In 1961 César joined the loose artist association Nouveau Réalisme, which had been founded in Paris the year before. The art critic Pierre Restany regarded the "New Realists" as a programmatic group under his intellectual direction. The 39-year-old César had already made a name for himself at international exhibitions with his sculptures made of welded scrap iron: in 1956 at the Biennale di Venezia, in 1957 at the Biennale of São Paulo and the Biennale in Carrara as well as the Hanover Gallery in London, in 1958 at the Carnegie Institute in Pittsburgh and at the World Exhibition in Brussels, in 1959 at the documenta II in Kassel (he was also at the documenta III in 1964 and at the 4th documenta in Paris in 1959). documenta III in 1964 and at the 4th documenta in 1968) and at the Galerie Claude Bernard in Paris, where the vernissage visitors clogged up the Rue des Beaux Arts. His reputation as a chic clown grew in proportion to his artistic reputation in geometric progression. His southern temperament sprays out of all his pores, wrote Pierre Restany about his role in the Parisian cultural ghetto of the late 1950s.

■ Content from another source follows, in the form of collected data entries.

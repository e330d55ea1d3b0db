//! Deterministic variant bucketing.
//!
//! A `(user, experiment)` pair is hashed into a bucket in `[0, 100)`. Variants, ordered by id,
//! claim consecutive bucket ranges proportional to their `percent_allocated`. The result depends
//! only on the inputs, so repeated calls (and restarts) give the same variant as long as variant
//! configuration does not change.
use crate::{
    model::{ExperimentId, UserId, Variant, VariantId},
    sharder::{Sha256Sharder, Sharder},
};

/// Number of buckets users are spread over.
pub const TOTAL_BUCKETS: u64 = 100;

/// Compute the bucket of `user_id` within `experiment_id`.
pub fn bucket(user_id: &UserId, experiment_id: ExperimentId) -> u64 {
    bucket_with_sharder(&Sha256Sharder, user_id, experiment_id)
}

fn bucket_with_sharder<S: Sharder>(
    sharder: &S,
    user_id: &UserId,
    experiment_id: ExperimentId,
) -> u64 {
    sharder.get_shard(format!("{user_id}:{experiment_id}"), TOTAL_BUCKETS)
}

/// Assign `user_id` to one of `variants` of `experiment_id`.
///
/// Returns `None` when `variants` is empty. When the total allocation is below 100% and the bucket
/// falls in the unallocated remainder, the variant with the highest id is returned.
pub fn assign_variant(
    user_id: &UserId,
    experiment_id: ExperimentId,
    variants: &[Variant],
) -> Option<VariantId> {
    assign_variant_with_sharder(&Sha256Sharder, user_id, experiment_id, variants)
}

fn assign_variant_with_sharder<S: Sharder>(
    sharder: &S,
    user_id: &UserId,
    experiment_id: ExperimentId,
    variants: &[Variant],
) -> Option<VariantId> {
    let mut sorted: Vec<&Variant> = variants.iter().collect();
    sorted.sort_by_key(|variant| variant.id);
    let last = sorted.last()?.id;

    let bucket = bucket_with_sharder(sharder, user_id, experiment_id) as f64;

    let mut cumulative = 0.0;
    let selected = sorted.into_iter().find(|variant| {
        cumulative += variant.percent_allocated;
        bucket < cumulative
    });

    let variant_id = selected.map_or(last, |variant| variant.id);
    log::trace!(target: "abtest",
                user_id,
                experiment_id,
                bucket,
                variant_id,
                fallback = selected.is_none();
                "bucketed user into variant");
    Some(variant_id)
}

By pure coincidence, he joined the younger Nouveaux Réalistes with his compressions and signed their manifesto afterwards, as there was a common idea about the direct appropriation of reality. While critics doubted the art status of the industrially pressed car wrecks, it was only through Restany that he realized that the compressions fulfilled all the conditions of the "object" and that a progressive line from Duchamp's 1913 bicycle wheel to the hydraulically crushed cars of 1960 led from the ready-made to the objet-plus as the 'most modern gesture of the sculpture of the century' (Restany).